Records excerpted from a collection:
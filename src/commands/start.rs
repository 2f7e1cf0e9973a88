//! `buildlinks start` command.

use crate::config::Config;
use crate::engine::BuildEngine;
use crate::lifecycle::StreamListener;

/// Execute the `start` command and print the new build number.
///
/// # Errors
///
/// Returns an error string if the job name is invalid or the build cannot be recorded.
pub fn run(engine: &BuildEngine<'_>, config: &Config, job: &str) -> Result<(), String> {
    let job = config.job(job).map_err(|e| e.to_string())?;
    let mut console = StreamListener::new(std::io::stderr());
    let build = engine.start(&job, &mut console).map_err(|e| e.to_string())?;
    println!("{}", build.number);
    Ok(())
}
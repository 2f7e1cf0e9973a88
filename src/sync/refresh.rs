//! Reconciliation of permalink links against the resolver.

use std::path::Path;

use tracing::{debug, warn};

use crate::lifecycle::TaskListener;
use crate::model::{Job, NO_TARGET};
use crate::ports::{LinkFs, PermalinkResolver};

/// What a reconciliation pass did, per permalink id.
#[derive(Debug, Clone, Default, PartialEq, Eq)]
pub struct RefreshReport {
    /// The builds directory was missing, so nothing was examined.
    pub skipped: bool,
    /// Links that already matched and were left alone.
    pub up_to_date: Vec<String>,
    /// Links that were rewritten.
    pub relinked: Vec<String>,
    /// Links left stale or missing because a filesystem call failed.
    pub failed: Vec<String>,
}

impl RefreshReport {
    /// Returns `true` if the pass wrote nothing to disk.
    #[must_use]
    pub fn is_no_op(&self) -> bool {
        self.relinked.is_empty() && self.failed.is_empty()
    }
}

/// Brings every permalink link of `job` in line with the resolver.
///
/// A missing builds directory means the job has no data yet and nothing is
/// created. Links that already carry the resolved value are not touched.
/// Permalinks are handled independently: a failure on one is logged and the
/// pass moves to the next.
pub fn refresh(
    links: &dyn LinkFs,
    resolver: &dyn PermalinkResolver,
    job: &Job,
    listener: &mut dyn TaskListener,
) -> RefreshReport {
    let builds_dir = &job.builds_dir;
    let mut report = RefreshReport::default();
    if !links.is_dir(builds_dir) {
        debug!(job = %job.full_name, dir = %builds_dir.display(), "no builds directory, nothing to refresh");
        report.skipped = true;
        return report;
    }

    for permalink in resolver.list_permalinks(job) {
        let id = permalink.id();
        let path = job.permalink_path(id);
        let target = resolver
            .resolve(&permalink, job)
            .map_or_else(|| NO_TARGET.to_string(), |build| build.number.to_string());

        match links.read_link(&path) {
            Ok(Some(current)) if current == target => {
                debug!(link = id, %target, dir = %builds_dir.display(), "not touching up-to-date link");
                report.up_to_date.push(id.to_string());
                continue;
            }
            Ok(_) => {}
            Err(e) => warn!(link = id, error = %e, "could not read permalink link, rewriting"),
        }

        if let Err(e) = links.remove(&path) {
            warn!(link = id, error = %e, "failed to delete {}", path.display());
            report.failed.push(id.to_string());
            continue;
        }

        debug!(link = id, %target, dir = %builds_dir.display(), "linking");
        match links.create_symlink(builds_dir, Path::new(&target), id) {
            Ok(()) => report.relinked.push(id.to_string()),
            Err(e) => {
                if e.is_interrupted() {
                    warn!(link = id, error = %e, "interrupted writing permalink link");
                } else {
                    warn!(link = id, error = %e, "failed to write permalink link");
                }
                listener.log(&format!("Failed to create symlink {} -> {target}: {e}", path.display()));
                report.failed.push(id.to_string());
            }
        }
    }

    report
}
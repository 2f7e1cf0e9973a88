//! Live adapters backed by the real clock and disk.

pub mod clock;
pub mod filesystem;
pub mod link_fs;
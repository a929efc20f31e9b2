use axum::extract::multipart::MultipartRejection;
use axum::extract::Multipart;
use axum::Json;
use serde::Serialize;
use serde_json::{json, Value};
use tracing::info;
use unicode_normalization::UnicodeNormalization;

use crate::errors::ApiError;

#[derive(Debug, Serialize)]
pub struct UploadedFile {
    pub filename: String,
    pub size: usize,
    pub content_type: Option<String>,
}

/// POST /api/analysis/upload-repo
///
/// Reports what was uploaded in the `files` field. Nothing is stored.
pub async fn upload_repo(
    multipart: Result<Multipart, MultipartRejection>,
) -> Result<Json<Value>, ApiError> {
    let mut multipart = multipart.map_err(|_| ApiError::BadRequest("No files provided".into()))?;

    let mut saw_files = false;
    let mut uploaded = Vec::new();
    while let Some(field) = multipart
        .next_field()
        .await
        .map_err(|e| ApiError::Internal(e.to_string()))?
    {
        if field.name() != Some("files") {
            continue;
        }
        saw_files = true;

        // Parts without a filename are empty file inputs.
        let Some(raw_name) = field.file_name().filter(|n| !n.is_empty()).map(str::to_owned) else {
            continue;
        };
        let content_type = field.content_type().map(str::to_owned);
        let content = field
            .bytes()
            .await
            .map_err(|e| ApiError::Internal(e.to_string()))?;

        uploaded.push(UploadedFile {
            filename: secure_filename(&raw_name),
            size: content.len(),
            content_type,
        });
    }

    if !saw_files {
        return Err(ApiError::BadRequest("No files provided".into()));
    }
    info!(count = uploaded.len(), "received repository upload");
    Ok(Json(json!({ "uploaded": uploaded, "count": uploaded.len() })))
}

/// GET /api/analysis/health
pub async fn health() -> Json<Value> {
    Json(json!({ "status": "healthy", "service": "analysis-routes" }))
}

/// GET /health
pub async fn service_health() -> Json<Value> {
    Json(json!({ "status": "healthy", "service": "Code Architect API" }))
}

/// Reduces an uploaded filename to a safe base name.
///
/// Directories are dropped and whitespace runs become `_`. Accented letters are
/// decomposed (NFKD) so `ï` keeps its `i`; after that only ASCII letters,
/// digits, `.`, `_` and `-` survive.
pub fn secure_filename(name: &str) -> String {
    let base = name.rsplit(['/', '\\']).next().unwrap_or_default();
    let joined = base.split_whitespace().collect::<Vec<_>>().join("_");
    joined
        .nfkd()
        .filter(|c| c.is_ascii_alphanumeric() || matches!(c, '.' | '_' | '-'))
        .collect::<String>()
        .trim_matches(|c| c == '.' || c == '_')
        .to_string()
}
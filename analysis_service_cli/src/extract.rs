//! Keyword heuristic that pulls recommendation-like lines out of free text.
//!
//! This is a line filter, not a parser: any line mentioning one of the
//! keywords is kept, so prose such as "you should know that..." is a false
//! positive, and advice phrased without the keywords ("Cache the results")
//! is missed. Structured model output is the replacement if that matters.

const KEYWORDS: [&str; 4] = ["recommend", "suggest", "should", "consider"];
const BULLETS: [char; 3] = ['-', '•', '*'];
const MIN_LEN: usize = 10;

/// Returns the cleaned matching lines of `text`, in input order. Duplicates are kept.
pub fn extract_recommendations(text: &str) -> Vec<String> {
    text.lines()
        .filter(|line| mentions_keyword(line))
        .map(clean_line)
        .filter(|line| line.chars().count() > MIN_LEN)
        .map(str::to_owned)
        .collect()
}

fn mentions_keyword(line: &str) -> bool {
    let lower = line.to_lowercase();
    KEYWORDS.iter().any(|keyword| lower.contains(keyword))
}

fn clean_line(line: &str) -> &str {
    line.trim_start_matches(|c: char| c.is_whitespace() || BULLETS.contains(&c))
        .trim_end()
}
use std::fs::File;
use std::io::Write;
use std::path::Path;

use serde::Serialize;
use tracing::info;

/// Writes `data` as pretty-printed JSON, replacing any existing file.
pub fn save_json<T: Serialize>(
    data: &T,
    path: impl AsRef<Path>,
) -> Result<(), Box<dyn std::error::Error>> {
    let path = path.as_ref();
    let mut file = File::create(path)?;
    file.write_all(serde_json::to_string_pretty(data)?.as_bytes())?;
    file.write_all(b"\n")?;
    info!(path = %path.display(), "wrote analysis");
    Ok(())
}

#[cfg(test)]
mod tests {
    use super::*;
    use crate::{AnalysisRequest, JobRecord};
    use uuid::Uuid;

    #[test]
    fn writes_record_as_json() {
        let request = AnalysisRequest::new("https://github.com/acme/app", 2);
        let record = JobRecord::new(Uuid::new_v4(), &request);
        let path = std::env::temp_dir().join(format!("analysis-{}.json", record.id));

        save_json(&record, &path).unwrap();
        let contents = std::fs::read_to_string(&path).unwrap();
        let written: JobRecord = serde_json::from_str(&contents).unwrap();
        std::fs::remove_file(&path).unwrap();

        assert_eq!(written, record);
    }
}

[WHAT NEEDS TO BE DONE]:
Search the lines above for the string "usize", then show every one that has it.

[ANSWER SECTION]:
    pub size: usize,
const MIN_LEN: usize = 10;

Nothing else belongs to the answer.